When McConnell died in 1963, his newspaper's rival, the Montreal Gazette, gave his death front-page coverage, describing him as "one of the world's great philanthropists" and that he had "played a key role in building the institutions in this city." He was interred in the family plot at Mount Royal Cemetery in Montreal.

McConnell's grand Italianate residence at 1475 Pine Avenue West in Montreal's Golden Square Mile, known as J.W. McConnell House, was subsequently donated to the Benedictines around 1975. Under Dom John Main, the mansion became the Benedictine Priory of Montreal in 1977, until that closed in 1990. It then became known as Unitas, an ecumenical meditation centre, before being sold in the early 2000s and restored to its original use as a single-family home. In February 2019, it was announced in the media that the McConnell mansion was for sale with an asking price of $40 million, the highest-priced residential building so far in Quebec history. As of April 2020, the 10-bedroom house was still for sale, but with a reduced price of $29.5 million.

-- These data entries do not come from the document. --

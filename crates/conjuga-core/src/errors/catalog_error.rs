/// Errors raised while loading a conjugation catalog.
#[derive(Debug, Clone, PartialEq, Eq, thiserror::Error)]
pub enum CatalogError {
    #[error("catalog parse failed: {reason}")]
    ParseFailed { reason: String },

    #[error("{verb}/{tense} has {count} forms, expected {expected}")]
    WrongFormCount {
        verb: String,
        tense: String,
        count: usize,
        expected: usize,
    },

    #[error("{verb} uses tense `{tense}` which has no display name")]
    UnknownTense { verb: String, tense: String },

    #[error("catalog contains no verbs")]
    Empty,
}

In 1973, the Montreal Star was sold to Free Press Publications of Toronto and closed its doors within a few years. In 1984, his estate sold St. Lawrence Sugar Refineries to the Saint John, New Brunswick-based Lantic Sugar Limited (now part of Rogers Sugar).

In his honour, McGill University named several buildings after him, and the world-renowned McConnell Brain Imaging Centre can be found at the Montreal Neurological Institute. Almost thirty years after his death, his foundation was still carrying out his philanthropic ideals. In 1992, the J.W. McConnell Building opened at Concordia University in Montreal, and the McConnell Foundation continues to undertake charitable work to this day.